What to work on: Each record needs to be transcribed exactly.

Records for the exercise:
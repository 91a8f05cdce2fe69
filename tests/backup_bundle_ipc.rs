use serde_json::json;
use std::io::{BufRead, BufReader, Write};
use std::path::PathBuf;
use std::process::{Child, ChildStdin, ChildStdout, Command, Stdio};
use std::time::{SystemTime, UNIX_EPOCH};

fn temp_dir(prefix: &str) -> PathBuf {
    let p = std::env::temp_dir().join(format!(
        "{}-{}",
        prefix,
        SystemTime::now()
            .duration_since(UNIX_EPOCH)
            .expect("clock")
            .as_nanos()
    ));
    std::fs::create_dir_all(&p).expect("create temp dir");
    p
}

fn spawn_sidecar() -> (Child, ChildStdin, BufReader<ChildStdout>) {
    let exe = env!("CARGO_BIN_EXE_schoold");
    let mut child = Command::new(exe)
        .stdin(Stdio::piped())
        .stdout(Stdio::piped())
        .stderr(Stdio::null())
        .spawn()
        .expect("spawn schoold");
    let stdin = child.stdin.take().expect("child stdin");
    let stdout = child.stdout.take().expect("child stdout");
    (child, stdin, BufReader::new(stdout))
}

fn request(
    stdin: &mut ChildStdin,
    reader: &mut BufReader<ChildStdout>,
    id: &str,
    method: &str,
    params: serde_json::Value,
) -> serde_json::Value {
    let payload = json!({
        "id": id,
        "method": method,
        "params": params,
    });
    writeln!(stdin, "{}", payload).expect("write request");
    stdin.flush().expect("flush request");

    let mut line = String::new();
    reader.read_line(&mut line).expect("read response line");
    assert!(!line.trim().is_empty(), "empty response for {}", method);
    let value: serde_json::Value = serde_json::from_str(line.trim()).expect("parse response json");
    assert_eq!(value.get("id").and_then(|v| v.as_str()), Some(id));
    value
}

fn request_ok(
    stdin: &mut ChildStdin,
    reader: &mut BufReader<ChildStdout>,
    id: &str,
    method: &str,
    params: serde_json::Value,
) -> serde_json::Value {
    let value = request(stdin, reader, id, method, params);
    assert!(
        value.get("ok").and_then(|v| v.as_bool()).unwrap_or(false),
        "{} failed: {}",
        method,
        value
            .get("error")
            .and_then(|e| e.get("message"))
            .and_then(|v| v.as_str())
            .unwrap_or("unknown error")
    );
    value.get("result").cloned().unwrap_or_else(|| json!({}))
}

fn error_code(value: &serde_json::Value) -> &str {
    value
        .get("error")
        .and_then(|e| e.get("code"))
        .and_then(|v| v.as_str())
        .unwrap_or("")
}

#[test]
fn bundle_export_then_import_restores_workspace() {
    let workspace = temp_dir("school-backup-ws");
    let out_dir = temp_dir("school-backup-out");
    let bundle = out_dir.join("workspace-backup.zip");

    let (mut child, mut stdin, mut reader) = spawn_sidecar();
    request_ok(
        &mut stdin,
        &mut reader,
        "1",
        "workspace.select",
        json!({ "path": workspace.to_string_lossy() }),
    );
    let created = request_ok(
        &mut stdin,
        &mut reader,
        "2",
        "students.create",
        json!({ "student": {
            "firstName": "Yaa",
            "surname": "Asantewaa",
            "className": "C3",
            "dob": "2013-06-11",
            "gender": "Female",
            "residence": "Ejisu"
        }}),
    );
    let student_id = created["student"]["id"].as_str().expect("id").to_string();
    request_ok(
        &mut stdin,
        &mut reader,
        "3",
        "fees.setClassFee",
        json!({ "className": "C3", "feeAmount": 420 }),
    );

    let export = request_ok(
        &mut stdin,
        &mut reader,
        "4",
        "backup.exportWorkspaceBundle",
        json!({ "outPath": bundle.to_string_lossy() }),
    );
    assert_eq!(export["bundleFormat"], "school-workspace-v1");
    assert_eq!(export["entryCount"], 3);
    assert_eq!(export["dbSha256"].as_str().map(|s| s.len()), Some(64));
    assert!(bundle.is_file());

    request_ok(
        &mut stdin,
        &mut reader,
        "5",
        "students.delete",
        json!({ "studentId": student_id }),
    );

    let import = request_ok(
        &mut stdin,
        &mut reader,
        "6",
        "backup.importWorkspaceBundle",
        json!({ "inPath": bundle.to_string_lossy() }),
    );
    assert_eq!(import["bundleFormatDetected"], "school-workspace-v1");

    // The reopened workspace serves the restored rows.
    let restored = request_ok(
        &mut stdin,
        &mut reader,
        "7",
        "students.get",
        json!({ "studentId": student_id }),
    );
    assert_eq!(restored["student"]["fullName"], "Yaa Asantewaa");
    let status = request_ok(
        &mut stdin,
        &mut reader,
        "8",
        "fees.studentStatus",
        json!({ "studentId": student_id }),
    );
    assert_eq!(status["record"]["feeAmount"].as_f64(), Some(420.0));

    drop(stdin);
    let _ = child.wait();
    let _ = std::fs::remove_dir_all(workspace);
    let _ = std::fs::remove_dir_all(out_dir);
}

#[test]
fn import_failures_keep_the_workspace_open() {
    let workspace = temp_dir("school-backup-fail");
    let junk = workspace.join("not-a-bundle.zip");
    // Zip signature followed by garbage.
    std::fs::write(&junk, [0x50, 0x4B, 0x03, 0x04, 0x00, 0x01, 0x02]).expect("write junk");

    let (_child, mut stdin, mut reader) = spawn_sidecar();
    let early = request(
        &mut stdin,
        &mut reader,
        "1",
        "backup.exportWorkspaceBundle",
        json!({ "outPath": workspace.join("x.zip").to_string_lossy() }),
    );
    assert_eq!(error_code(&early), "no_workspace");

    request_ok(
        &mut stdin,
        &mut reader,
        "2",
        "workspace.select",
        json!({ "path": workspace.to_string_lossy() }),
    );
    let missing = request(
        &mut stdin,
        &mut reader,
        "3",
        "backup.importWorkspaceBundle",
        json!({ "inPath": workspace.join("nope.zip").to_string_lossy() }),
    );
    assert_eq!(error_code(&missing), "not_found");

    let broken = request(
        &mut stdin,
        &mut reader,
        "4",
        "backup.importWorkspaceBundle",
        json!({ "inPath": junk.to_string_lossy() }),
    );
    assert_eq!(error_code(&broken), "io_failed");

    let notes = workspace.join("roster.txt");
    std::fs::write(&notes, "B1: Ama, Esi, Kojo").expect("write notes");
    let text = request(
        &mut stdin,
        &mut reader,
        "5",
        "backup.importWorkspaceBundle",
        json!({ "inPath": notes.to_string_lossy() }),
    );
    assert_eq!(error_code(&text), "io_failed");

    let no_path = request(&mut stdin, &mut reader, "6", "backup.importWorkspaceBundle", json!({}));
    assert_eq!(error_code(&no_path), "bad_params");

    request_ok(&mut stdin, &mut reader, "7", "students.list", json!({}));

    let _ = std::fs::remove_dir_all(workspace);
}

Output of the task:
repository 91a8f05cdce2fe69
filename tests/backup_bundle_ipc.rs
use serde_json::json;
use std::io::{BufRead, BufReader, Write};
use std::path::PathBuf;
use std::process::{Child, ChildStdin, ChildStdout, Command, Stdio};
use std::time::{SystemTime, UNIX_EPOCH};

fn temp_dir(prefix: &str) -> PathBuf {
    let p = std::env::temp_dir().join(format!(
        "{}-{}",
        prefix,
        SystemTime::now()
            .duration_since(UNIX_EPOCH)
            .expect("clock")
            .as_nanos()
    ));
    std::fs::create_dir_all(&p).expect("create temp dir");
    p
}

fn spawn_sidecar() -> (Child, ChildStdin, BufReader<ChildStdout>) {
    let exe = env!("CARGO_BIN_EXE_schoold");
    let mut child = Command::new(exe)
        .stdin(Stdio::piped())
        .stdout(Stdio::piped())
        .stderr(Stdio::null())
        .spawn()
        .expect("spawn schoold");
    let stdin = child.stdin.take().expect("child stdin");
    let stdout = child.stdout.take().expect("child stdout");
    (child, stdin, BufReader::new(stdout))
}

fn request(
    stdin: &mut ChildStdin,
    reader: &mut BufReader<ChildStdout>,
    id: &str,
    method: &str,
    params: serde_json::Value,
) -> serde_json::Value {
    let payload = json!({
        "id": id,
        "method": method,
        "params": params,
    });
    writeln!(stdin, "{}", payload).expect("write request");
    stdin.flush().expect("flush request");

    let mut line = String::new();
    reader.read_line(&mut line).expect("read response line");
    assert!(!line.trim().is_empty(), "empty response for {}", method);
    let value: serde_json::Value = serde_json::from_str(line.trim()).expect("parse response json");
    assert_eq!(value.get("id").and_then(|v| v.as_str()), Some(id));
    value
}

fn request_ok(
    stdin: &mut ChildStdin,
    reader: &mut BufReader<ChildStdout>,
    id: &str,
    method: &str,
    params: serde_json::Value,
) -> serde_json::Value {
    let value = request(stdin, reader, id, method, params);
    assert!(
        value.get("ok").and_then(|v| v.as_bool()).unwrap_or(false),
        "{} failed: {}",
        method,
        value
            .get("error")
            .and_then(|e| e.get("message"))
            .and_then(|v| v.as_str())
            .unwrap_or("unknown error")
    );
    value.get("result").cloned().unwrap_or_else(|| json!({}))
}

fn error_code(value: &serde_json::Value) -> &str {
    value
        .get("error")
        .and_then(|e| e.get("code"))
        .and_then(|v| v.as_str())
        .unwrap_or("")
}

#[test]
fn bundle_export_then_import_restores_workspace() {
    let workspace = temp_dir("school-backup-ws");
    let out_dir = temp_dir("school-backup-out");
    let bundle = out_dir.join("workspace-backup.zip");

    let (mut child, mut stdin, mut reader) = spawn_sidecar();
    request_ok(
        &mut stdin,
        &mut reader,
        "1",
        "workspace.select",
        json!({ "path": workspace.to_string_lossy() }),
    );
    let created = request_ok(
        &mut stdin,
        &mut reader,
        "2",
        "students.create",
        json!({ "student": {
            "firstName": "Yaa",
            "surname": "Asantewaa",
            "className": "C3",
            "dob": "2013-06-11",
            "gender": "Female",
            "residence": "Ejisu"
        }}),
    );
    let student_id = created["student"]["id"].as_str().expect("id").to_string();
    request_ok(
        &mut stdin,
        &mut reader,
        "3",
        "fees.setClassFee",
        json!({ "className": "C3", "feeAmount": 420 }),
    );

    let export = request_ok(
        &mut stdin,
        &mut reader,
        "4",
        "backup.exportWorkspaceBundle",
        json!({ "outPath": bundle.to_string_lossy() }),
    );
    assert_eq!(export["bundleFormat"], "school-workspace-v1");
    assert_eq!(export["entryCount"], 3);
    assert_eq!(export["dbSha256"].as_str().map(|s| s.len()), Some(64));
    assert!(bundle.is_file());

    request_ok(
        &mut stdin,
        &mut reader,
        "5",
        "students.delete",
        json!({ "studentId": student_id }),
    );

    let import = request_ok(
        &mut stdin,
        &mut reader,
        "6",
        "backup.importWorkspaceBundle",
        json!({ "inPath": bundle.to_string_lossy() }),
    );
    assert_eq!(import["bundleFormatDetected"], "school-workspace-v1");

    // The reopened workspace serves the restored rows.
    let restored = request_ok(
        &mut stdin,
        &mut reader,
        "7",
        "students.get",
        json!({ "studentId": student_id }),
    );
    assert_eq!(restored["student"]["fullName"], "Yaa Asantewaa");
    let status = request_ok(
        &mut stdin,
        &mut reader,
        "8",
        "fees.studentStatus",
        json!({ "studentId": student_id }),
    );
    assert_eq!(status["record"]["feeAmount"].as_f64(), Some(420.0));

    drop(stdin);
    let _ = child.wait();
    let _ = std::fs::remove_dir_all(workspace);
    let _ = std::fs::remove_dir_all(out_dir);
}

#[test]
fn import_failures_keep_the_workspace_open() {
    let workspace = temp_dir("school-backup-fail");
    let junk = workspace.join("not-a-bundle.zip");
    // Zip signature followed by garbage.
    std::fs::write(&junk, [0x50, 0x4B, 0x03, 0x04, 0x00, 0x01, 0x02]).expect("write junk");

    let (_child, mut stdin, mut reader) = spawn_sidecar();
    let early = request(
        &mut stdin,
        &mut reader,
        "1",
        "backup.exportWorkspaceBundle",
        json!({ "outPath": workspace.join("x.zip").to_string_lossy() }),
    );
    assert_eq!(error_code(&early), "no_workspace");

    request_ok(
        &mut stdin,
        &mut reader,
        "2",
        "workspace.select",
        json!({ "path": workspace.to_string_lossy() }),
    );
    let missing = request(
        &mut stdin,
        &mut reader,
        "3",
        "backup.importWorkspaceBundle",
        json!({ "inPath": workspace.join("nope.zip").to_string_lossy() }),
    );
    assert_eq!(error_code(&missing), "not_found");

    let broken = request(
        &mut stdin,
        &mut reader,
        "4",
        "backup.importWorkspaceBundle",
        json!({ "inPath": junk.to_string_lossy() }),
    );
    assert_eq!(error_code(&broken), "io_failed");

    let notes = workspace.join("roster.txt");
    std::fs::write(&notes, "B1: Ama, Esi, Kojo").expect("write notes");
    let text = request(
        &mut stdin,
        &mut reader,
        "5",
        "backup.importWorkspaceBundle",
        json!({ "inPath": notes.to_string_lossy() }),
    );
    assert_eq!(error_code(&text), "io_failed");

    let no_path = request(&mut stdin, &mut reader, "6", "backup.importWorkspaceBundle", json!({}));
    assert_eq!(error_code(&no_path), "bad_params");

    request_ok(&mut stdin, &mut reader, "7", "students.list", json!({}));

    let _ = std::fs::remove_dir_all(workspace);
}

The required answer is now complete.